Quorum sensing mediated attenuation of biofilm formation and virulence traits in Staphylococcus aureus by trigonelline.

Pathogenesis of Staphylococcus aureus is largely associated with its biofilm formation, that protects the cells from host immune system and antimicrobial threats. Considering the concern over the emergence of antimicrobial resistant S. aureus strains, this study was aimed to explore an effective alternative therapeutant. Trigonelline, an alkaloid, was evaluated for its antibiofilm and antivirulence activities against S. aureus. Trigonelline efficiently inhibited and eradicated biofilm, and abled to decrease the production of protease and hemolysin, the major virulence factors of S. aureus. Inhibition of biofilm formation and eradication of mature biofilm on the catheter surface suggested its potentiality in clinical application.
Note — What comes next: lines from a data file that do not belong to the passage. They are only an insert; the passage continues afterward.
//! TriG grammar (spec §4.6): extends [`crate::turtle::parse`] with
//! graph-labelled blocks. No evaluation happens here.

use super::ast::{Block, Document, LabelOrSubject, Statement, TriplesOrGraph, TriplesOrGraphBody, WrappedGraph};
use crate::error::{Error, PResult, Result};
use crate::lex::{multispace0, multispace1};
use crate::turtle::parse::{blank_node, directive, iri, predicate_object_list, triples};
use nom::branch::alt;
use nom::bytes::complete::tag;
use nom::combinator::map;
use nom::multi::many0;
use nom::Err as NomErr;

/// Parses a complete TriG document into its syntax tree.
pub fn parse_document(text: &str) -> Result<Document> {
    let (rest, doc) = document(text).map_err(to_owned_err)?;
    if !rest.is_empty() {
        return Err(Error::syntax(rest, "end of document"));
    }
    Ok(doc)
}

fn to_owned_err(e: NomErr<Error>) -> Error {
    match e {
        NomErr::Error(err) | NomErr::Failure(err) => err,
        NomErr::Incomplete(_) => Error::syntax("", "more input"),
    }
}

/// `trigDoc ::= statement*`.
fn document<'a>(i: &'a str) -> PResult<'a, Document> {
    let (i, _) = multispace0(i)?;
    let (i, statements) = many0(|i| {
        let (i, s) = statement(i)?;
        let (i, _) = multispace0(i)?;
        Ok((i, s))
    })(i)?;
    Ok((i, Document(statements)))
}

/// `statement ::= directive | block`.
fn statement<'a>(i: &'a str) -> PResult<'a, Statement> {
    alt((map(directive, Statement::Directive), map(block, Statement::Block)))(i)
}

/// `block ::= triplesOrGraph | wrappedGraph | triples2 '.' | 'GRAPH' labelOrSubject wrappedGraph`.
fn block<'a>(i: &'a str) -> PResult<'a, Block> {
    alt((
        map(graph_keyword_block, |(label, graph)| Block::Graph { label, graph }),
        map(triples_or_graph, Block::TriplesOrGraph),
        map(wrapped_graph, Block::WrappedGraph),
        map(
            |i| {
                let (i, t) = triples(i)?;
                let (i, _) = multispace0(i)?;
                let (i, _) = tag(".")(i)?;
                Ok((i, t))
            },
            Block::Triples,
        ),
    ))(i)
}

/// `'GRAPH' labelOrSubject wrappedGraph`.
fn graph_keyword_block<'a>(i: &'a str) -> PResult<'a, (LabelOrSubject, WrappedGraph)> {
    let (i, _) = tag("GRAPH")(i)?;
    let (i, _) = multispace1(i)?;
    let (i, label) = label_or_subject(i)?;
    let (i, _) = multispace0(i)?;
    let (i, graph) = wrapped_graph(i)?;
    Ok((i, (label, graph)))
}

/// `triplesOrGraph ::= labelOrSubject (wrappedGraph | predicateObjectList '.')`.
fn triples_or_graph<'a>(i: &'a str) -> PResult<'a, TriplesOrGraph> {
    let (i, label) = label_or_subject(i)?;
    let (i, _) = multispace0(i)?;
    if let Ok((i, graph)) = wrapped_graph(i) {
        return Ok((
            i,
            TriplesOrGraph {
                label,
                body: TriplesOrGraphBody::WrappedGraph(graph),
            },
        ));
    }
    let (i, list) = predicate_object_list(i)?;
    let (i, _) = multispace0(i)?;
    let (i, _) = tag(".")(i)?;
    Ok((
        i,
        TriplesOrGraph {
            label,
            body: TriplesOrGraphBody::PredicateObjectList(list),
        },
    ))
}

/// `labelOrSubject ::= IRI | BlankNode`.
fn label_or_subject<'a>(i: &'a str) -> PResult<'a, LabelOrSubject> {
    alt((
        map(iri, LabelOrSubject::Iri),
        map(blank_node, LabelOrSubject::BlankNode),
    ))(i)
}

/// `wrappedGraph ::= '{' triplesBlock? '}'`, a `;`-free list of ordinary
/// Turtle `triples` statements, each still `.`-terminated.
fn wrapped_graph<'a>(i: &'a str) -> PResult<'a, WrappedGraph> {
    let (i, _) = tag("{")(i)?;
    let (i, _) = multispace0(i)?;
    let (i, items) = many0(|i| {
        let (i, t) = triples(i)?;
        let (i, _) = multispace0(i)?;
        let (i, _) = tag(".")(i)?;
        let (i, _) = multispace0(i)?;
        Ok((i, t))
    })(i)?;
    let (i, _) = tag("}")(i)?;
    Ok((i, items))
}

#[cfg(test)]
mod test {
    use super::*;
    use crate::turtle::ast::{BlankNode, Iri};

    #[test]
    fn default_graph_triple() {
        let doc = parse_document("<http://e/s> <http://e/p> <http://e/o> .\n").unwrap();
        assert_eq!(doc.0.len(), 1);
        match &doc.0[0] {
            Statement::Block(Block::TriplesOrGraph(TriplesOrGraph {
                label: LabelOrSubject::Iri(_),
                body: TriplesOrGraphBody::PredicateObjectList(list),
            })) => assert_eq!(list.len(), 1),
            other => panic!("expected an IRI-subject triples-or-graph block, got {:?}", other),
        }
    }

    #[test]
    fn blank_node_property_list_subject_is_a_bare_triples_block() {
        let doc = parse_document("[ <http://e/p> <http://e/o> ] <http://e/q> <http://e/r> .\n").unwrap();
        match &doc.0[0] {
            Statement::Block(Block::Triples(_)) => {}
            other => panic!("expected a bare triples block, got {:?}", other),
        }
    }

    #[test]
    fn named_graph_block() {
        let doc = parse_document(
            "<http://e/g> { <http://e/s> <http://e/p> <http://e/o> . }\n",
        )
        .unwrap();
        match &doc.0[0] {
            Statement::Block(Block::TriplesOrGraph(TriplesOrGraph {
                label: LabelOrSubject::Iri(Iri::Ref(g)),
                body: TriplesOrGraphBody::WrappedGraph(triples),
            })) => {
                assert_eq!(g, "http://e/g");
                assert_eq!(triples.len(), 1);
            }
            other => panic!("expected a named graph block, got {:?}", other),
        }
    }

    #[test]
    fn empty_named_graph_block() {
        let doc = parse_document("<http://e/g> { }\n").unwrap();
        match &doc.0[0] {
            Statement::Block(Block::TriplesOrGraph(TriplesOrGraph {
                body: TriplesOrGraphBody::WrappedGraph(triples),
                ..
            })) => assert!(triples.is_empty()),
            other => panic!("expected a named graph block, got {:?}", other),
        }
    }

    #[test]
    fn iri_label_without_graph_is_default_graph_triple() {
        let doc = parse_document("<http://e/s> <http://e/p> <http://e/o> .\n").unwrap();
        match &doc.0[0] {
            Statement::Block(Block::TriplesOrGraph(TriplesOrGraph {
                label: LabelOrSubject::Iri(Iri::Ref(s)),
                body: TriplesOrGraphBody::PredicateObjectList(_),
            })) => assert_eq!(s, "http://e/s"),
            other => panic!("expected an IRI-subject triples-or-graph block, got {:?}", other),
        }
    }

    #[test]
    fn blank_node_label_with_predicate_object_list() {
        let doc = parse_document("_:g <http://e/p> <http://e/o> .\n").unwrap();
        match &doc.0[0] {
            Statement::Block(Block::TriplesOrGraph(TriplesOrGraph {
                label: LabelOrSubject::BlankNode(BlankNode::Labeled(label)),
                body: TriplesOrGraphBody::PredicateObjectList(list),
            })) => {
                assert_eq!(label, "g");
                assert_eq!(list.len(), 1);
            }
            other => panic!("expected a blank-node-labelled triples-or-graph, got {:?}", other),
        }
    }

    #[test]
    fn standalone_wrapped_graph_has_no_label() {
        let doc = parse_document("{ <http://e/s> <http://e/p> <http://e/o> . }\n").unwrap();
        match &doc.0[0] {
            Statement::Block(Block::WrappedGraph(triples)) => assert_eq!(triples.len(), 1),
            other => panic!("expected a standalone wrapped graph, got {:?}", other),
        }
    }

    #[test]
    fn graph_keyword_block() {
        let doc = parse_document(
            "GRAPH <http://e/g> { <http://e/s> <http://e/p> <http://e/o> . }\n",
        )
        .unwrap();
        match &doc.0[0] {
            Statement::Block(Block::Graph { label: LabelOrSubject::Iri(Iri::Ref(g)), graph }) => {
                assert_eq!(g, "http://e/g");
                assert_eq!(graph.len(), 1);
            }
            other => panic!("expected a GRAPH-keyword block, got {:?}", other),
        }
    }

    #[test]
    fn prefix_directive_then_named_graph() {
        let doc = parse_document(
            "@prefix ex: <http://example/> .\nex:g { ex:s ex:p ex:o . }\n",
        )
        .unwrap();
        assert_eq!(doc.0.len(), 2);
    }
}
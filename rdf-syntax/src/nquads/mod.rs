//! N-Quads: grammar, AST, serialization and canonical equality (spec
//! §4.2, §4.3, §6.1), extending N-Triples with an optional graph label.

pub mod ast;
mod canon;
pub mod parse;
mod serialize;

pub use self::ast::{Document, GraphLabel, Quad};
pub use self::parse::parse_document;
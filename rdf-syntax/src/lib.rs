#![deny(missing_docs)]

//! # rdf-syntax
//!
//! Parsers, serializers and evaluators for the RDF concrete-syntax
//! family: N-Triples, N-Quads, Turtle, TriG and Notation3, including
//! the RDF-star `<< ... >>` quoted-triple extension.
//!
//! Each dialect module exposes a `parse_document` entry point building
//! a pure syntax tree, and a `Document` with a round-trippable
//! `to_string`/`to_text` form. Turtle and TriG additionally expose
//! `evaluate_document`, lowering the tree to canonical N-Triples/
//! N-Quads against an explicit [`config::ParserConfig`] rather than any
//! global state.

pub mod config;
pub mod error;
mod lex;
pub mod n3;
pub mod nquads;
pub mod ntriples;
pub mod test_driver;
pub mod trig;
pub mod turtle;
mod util;

pub use self::config::ParserConfig;
pub use self::error::Error;
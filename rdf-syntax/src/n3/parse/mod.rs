//! N3 parsing: grammar productions building a pure AST (spec §4.9). No
//! evaluator is specified for N3.

mod production;
pub mod terminals;

use crate::error::{Error, Result};
use crate::n3::ast::Document;
use nom::Err as NomErr;

/// Parses a complete N3 document into its syntax tree.
pub fn parse_document(text: &str) -> Result<Document> {
    let (rest, doc) = production::document(text).map_err(to_owned_err)?;
    if !rest.is_empty() {
        return Err(Error::syntax(rest, "end of document"));
    }
    Ok(doc)
}

fn to_owned_err(e: NomErr<Error>) -> Error {
    match e {
        NomErr::Error(err) | NomErr::Failure(err) => err,
        NomErr::Incomplete(_) => Error::syntax("", "more input"),
    }
}

#[cfg(test)]
mod test {
    use super::*;

    #[test]
    fn document_with_prefix_and_triple() {
        let doc = parse_document("@prefix ex: <http://example/> .\nex:s ex:p ex:o .\n").unwrap();
        assert_eq!(doc.0.len(), 2);
    }

    #[test]
    fn empty_document() {
        let doc = parse_document("").unwrap();
        assert_eq!(doc.0.len(), 0);
    }

    #[test]
    fn quick_vars_and_formula() {
        let doc = parse_document(
            "{ ?x <http://e/p> ?y } => { ?y <http://e/q> ?x } .\n",
        )
        .unwrap();
        assert_eq!(doc.0.len(), 1);
    }
}
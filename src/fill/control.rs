use crate::browser::automation::Automation;
use crate::browser::error::AutomationError;

/// Descendant query used to expand containers into fillable controls.
pub const FILLABLE_SELECTOR: &str = "input, select, textarea, datalist";

/// What to do with an element found in the caller's collection.
#[derive(Debug, Clone, Copy, PartialEq, Eq)]
pub enum Route {
    Select,
    /// `input`, `textarea` or `datalist`, refined by the `type` attribute.
    TextLike,
    /// Not a control: search its descendants instead.
    Expand,
}

pub fn route(tag: &str) -> Route {
    match tag {
        "select" => Route::Select,
        "input" | "textarea" | "datalist" => Route::TextLike,
        _ => Route::Expand,
    }
}

/// Closed set of control types, decided once at discovery.
#[derive(Debug, Clone, Copy, PartialEq, Eq)]
pub enum ControlKind {
    Select,
    TextLike,
    Checkbox,
    Radio,
    Hidden,
    Submit,
}

impl ControlKind {
    /// Refine a text-like route by the element's `type` attribute.
    pub fn from_input_type(input_type: Option<&str>) -> Self {
        match input_type.map(str::to_ascii_lowercase).as_deref() {
            Some("radio") => ControlKind::Radio,
            Some("checkbox") => ControlKind::Checkbox,
            Some("hidden") => ControlKind::Hidden,
            Some("submit") => ControlKind::Submit,
            _ => ControlKind::TextLike,
        }
    }

    /// Hidden and submit inputs are never touched.
    pub fn is_fillable(self) -> bool {
        !matches!(self, ControlKind::Hidden | ControlKind::Submit)
    }
}

/// A discovered leaf control.
#[derive(Debug, Clone)]
pub struct Control<E> {
    pub element: E,
    pub kind: ControlKind,
    /// `id` if non-empty, else `name`; `None` when both are empty.
    pub key: Option<String>,
    pub name: Option<String>,
}

impl<E> Control<E> {
    pub fn key(&self) -> Option<&str> {
        self.key.as_deref()
    }
}

/// Pick the identifying key of a control.
pub fn control_key(id: Option<String>, name: Option<String>) -> Option<String> {
    non_empty(id).or_else(|| non_empty(name))
}

fn non_empty(value: Option<String>) -> Option<String> {
    value.filter(|v| !v.is_empty())
}

/// Read the attributes of a leaf and classify it. Returns `None` when the
/// element is not a form control at all.
pub fn classify_control<A: Automation>(
    automation: &mut A,
    element: &A::Element,
) -> Result<Option<Control<A::Element>>, AutomationError> {
    let tag = automation.tag_name(element)?;

    let kind = match route(&tag) {
        Route::Select => ControlKind::Select,
        Route::TextLike => {
            let input_type = automation.attribute(element, "type")?;
            ControlKind::from_input_type(input_type.as_deref())
        }
        Route::Expand => return Ok(None),
    };

    let id = automation.attribute(element, "id")?;
    let name = non_empty(automation.attribute(element, "name")?);

    Ok(Some(Control {
        element: element.clone(),
        kind,
        key: control_key(id, name.clone()),
        name,
    }))
}
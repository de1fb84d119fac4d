use std::fmt::Debug;

use serde::{Deserialize, Serialize};

use crate::browser::error::AutomationError;

/// One `<option>` of a `<select>` control.
#[derive(Debug, Clone, PartialEq, Eq, Serialize, Deserialize)]
pub struct SelectOption {
    pub value: String,
    pub text: String,
}

impl SelectOption {
    pub fn new(value: &str, text: &str) -> Self {
        Self {
            value: value.to_string(),
            text: text.to_string(),
        }
    }
}

/// The DOM/automation primitives the fill engine is built on.
///
/// Implementations own the elements; the engine only holds handles. Every
/// call may block on a browser round-trip, and any failure is returned as-is.
pub trait Automation {
    /// Handle to a live element.
    type Element: Clone + Debug;

    /// Find all elements in the document matching a CSS selector.
    fn find_all(&mut self, selector: &str) -> Result<Vec<Self::Element>, AutomationError>;

    /// Find descendants of `root` matching a CSS selector, in document order.
    fn find_descendants(
        &mut self,
        root: &Self::Element,
        selector: &str,
    ) -> Result<Vec<Self::Element>, AutomationError>;

    /// Lower-case tag name of the element.
    fn tag_name(&mut self, element: &Self::Element) -> Result<String, AutomationError>;

    /// Attribute value, `None` when absent.
    fn attribute(
        &mut self,
        element: &Self::Element,
        name: &str,
    ) -> Result<Option<String>, AutomationError>;

    fn clear(&mut self, element: &Self::Element) -> Result<(), AutomationError>;

    fn send_keys(&mut self, element: &Self::Element, text: &str) -> Result<(), AutomationError>;

    fn click(&mut self, element: &Self::Element) -> Result<(), AutomationError>;

    /// Checked state for checkboxes and radios, selected state for options.
    fn is_selected(&mut self, element: &Self::Element) -> Result<bool, AutomationError>;

    /// Options of a `<select>`, in document order.
    fn options(&mut self, element: &Self::Element) -> Result<Vec<SelectOption>, AutomationError>;

    fn select_by_value(&mut self, element: &Self::Element, value: &str)
    -> Result<(), AutomationError>;

    fn select_by_text(&mut self, element: &Self::Element, text: &str)
    -> Result<(), AutomationError>;

    /// Submit the form the element belongs to.
    fn submit(&mut self, element: &Self::Element) -> Result<(), AutomationError>;
}
//! Heuristic form autofill for browser-based UI tests.
//!
//! Given form controls (or containers of controls) and an optional seed, the
//! engine decides a value for every control and applies it through an
//! [`Automation`] backend: text is typed, options selected, checkboxes
//! toggled and one radio per group clicked. Fields the seed does not cover
//! get generated data from an injected [`DataGenerator`].

pub mod browser;
pub mod cli;
pub mod data;
pub mod fill;
pub mod report;
pub mod trace;

pub use browser::{
    automation::{Automation, SelectOption},
    error::AutomationError,
    memory::{FormFixture, MemoryPage, NodeId, NodeSpec},
    session::BrowserSession,
};
pub use data::{
    generator::{DataGenerator, RandomGenerator, StringKind},
    lookup::{JsonLookup, StructuredLookup},
};
pub use fill::{
    autofill::AutoFiller,
    error::FillError,
    seed::{Seed, SeedMode},
    session::ThenSubmit,
};
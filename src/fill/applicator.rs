use crate::browser::automation::{Automation, SelectOption};
use crate::browser::error::AutomationError;
use crate::data::generator::{DataGenerator, pick_one};

/// Replace the contents of a text-like control.
pub fn fill_text<A: Automation>(
    automation: &mut A,
    element: &A::Element,
    text: &str,
) -> Result<(), AutomationError> {
    automation.clear(element)?;
    automation.send_keys(element, text)
}

/// Bring a checkbox to the wanted state. Clicks only when the current state
/// differs; returns whether a click happened.
pub fn set_checked<A: Automation>(
    automation: &mut A,
    element: &A::Element,
    wanted: bool,
) -> Result<bool, AutomationError> {
    if automation.is_selected(element)? == wanted {
        return Ok(false);
    }
    automation.click(element)?;
    Ok(true)
}

pub fn click_radio<A: Automation>(
    automation: &mut A,
    element: &A::Element,
) -> Result<(), AutomationError> {
    automation.click(element)
}

/// How a seed value matched a select option.
#[derive(Debug, Clone, PartialEq, Eq)]
pub enum OptionMatch {
    Value(String),
    Text(String),
}

/// Match against option values first, then against display texts.
pub fn match_option(options: &[SelectOption], wanted: &str) -> Option<OptionMatch> {
    if options.iter().any(|o| o.value == wanted) {
        return Some(OptionMatch::Value(wanted.to_string()));
    }
    if options.iter().any(|o| o.text == wanted) {
        return Some(OptionMatch::Text(wanted.to_string()));
    }
    None
}

/// Select the option matching `wanted`, if any.
pub fn select_matching<A: Automation>(
    automation: &mut A,
    element: &A::Element,
    options: &[SelectOption],
    wanted: &str,
) -> Result<Option<OptionMatch>, AutomationError> {
    let Some(matched) = match_option(options, wanted) else {
        return Ok(None);
    };

    match &matched {
        OptionMatch::Value(v) => automation.select_by_value(element, v)?,
        OptionMatch::Text(t) => automation.select_by_text(element, t)?,
    }

    Ok(Some(matched))
}

/// Select a generator-picked option among those with a non-empty value.
/// Returns the selected value, `None` when nothing was picked.
pub fn select_random<A: Automation>(
    automation: &mut A,
    element: &A::Element,
    options: &[SelectOption],
    generator: &mut dyn DataGenerator,
) -> Result<Option<String>, AutomationError> {
    let candidates: Vec<&SelectOption> = options.iter().filter(|o| !o.value.is_empty()).collect();

    let Some(option) = pick_one(generator, &candidates) else {
        return Ok(None);
    };

    automation.select_by_value(element, &option.value)?;
    Ok(Some(option.value.clone()))
}
use std::cell::RefCell;
use std::rc::Rc;

use form_autofill::{
    AutoFiller, DataGenerator, MemoryPage, NodeId, NodeSpec, StringKind,
    browser::memory::Call,
};

/// Generator with fixed, observable answers.
///
/// Strings are `gen:<request key>`, booleans are `flag`, and picks return
/// `index` (or nothing when `index` is `None` or out of range).
#[derive(Clone)]
pub struct ScriptedGenerator {
    pub flag: bool,
    pub index: Option<usize>,
    pub string_requests: Rc<RefCell<Vec<String>>>,
}

impl ScriptedGenerator {
    pub fn new() -> Self {
        Self {
            flag: false,
            index: Some(0),
            string_requests: Rc::new(RefCell::new(Vec::new())),
        }
    }

    pub fn with_flag(mut self, flag: bool) -> Self {
        self.flag = flag;
        self
    }

    pub fn with_index(mut self, index: Option<usize>) -> Self {
        self.index = index;
        self
    }
}

impl DataGenerator for ScriptedGenerator {
    fn next_index(&mut self, len: usize) -> Option<usize> {
        self.index.filter(|i| *i < len)
    }

    fn generate_string(&mut self, request_key: &str, _kind: StringKind) -> String {
        self.string_requests.borrow_mut().push(request_key.to_string());
        format!("gen:{}", request_key)
    }

    fn generate_bool(&mut self) -> bool {
        self.flag
    }
}

pub fn scripted_filler(generator: ScriptedGenerator) -> AutoFiller {
    AutoFiller::new(Box::new(generator))
}

/// Page with a single root built from `spec`.
pub fn page_with(spec: NodeSpec) -> (MemoryPage, NodeId) {
    let mut page = MemoryPage::new();
    let root = page.add_root(&spec);
    (page, root)
}

pub fn node(page: &MemoryPage, html_id: &str) -> NodeId {
    page.by_id(html_id)
        .unwrap_or_else(|| panic!("no node with id '{}'", html_id))
}

pub fn clicks(page: &MemoryPage) -> usize {
    page.calls()
        .iter()
        .filter(|c| matches!(c, Call::Click(_)))
        .count()
}

/// A signup form exercising every control kind.
pub fn signup_form() -> NodeSpec {
    NodeSpec::new("form")
        .id("signup")
        .child(NodeSpec::input("text").id("first_name").name("first_name"))
        .child(NodeSpec::input("email").id("email"))
        .child(NodeSpec::new("textarea").id("bio"))
        .child(
            NodeSpec::new("select")
                .id("country")
                .option("", "Choose a country")
                .option("us", "United States")
                .option("ca", "Canada"),
        )
        .child(NodeSpec::input("checkbox").id("newsletter"))
        .child(NodeSpec::input("radio").id("plan_free").name("plan").value("free"))
        .child(NodeSpec::input("radio").id("plan_pro").name("plan").value("pro"))
        .child(NodeSpec::input("hidden").id("csrf").value("token"))
        .child(NodeSpec::input("submit").id("go").value("Sign up"))
}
The observed reduction in biofilm formation and virulence factor production following trigonelline treatment may be attributed to its ability to alter the expression of key regulatory genes such as agrA, sarA, saeR, arlR, icaR, and sigB, which control quorum sensing network and biofilm development. Additionally, molecular docking analysis revealed a substantial binding affinity of trigonelline to these regulatory proteins, further supporting its possible inhibitory mechanism. Thus, trigonelline might be a promising alternative chemical lead to manage biofilm-associated bacterial infections caused by S. aureus.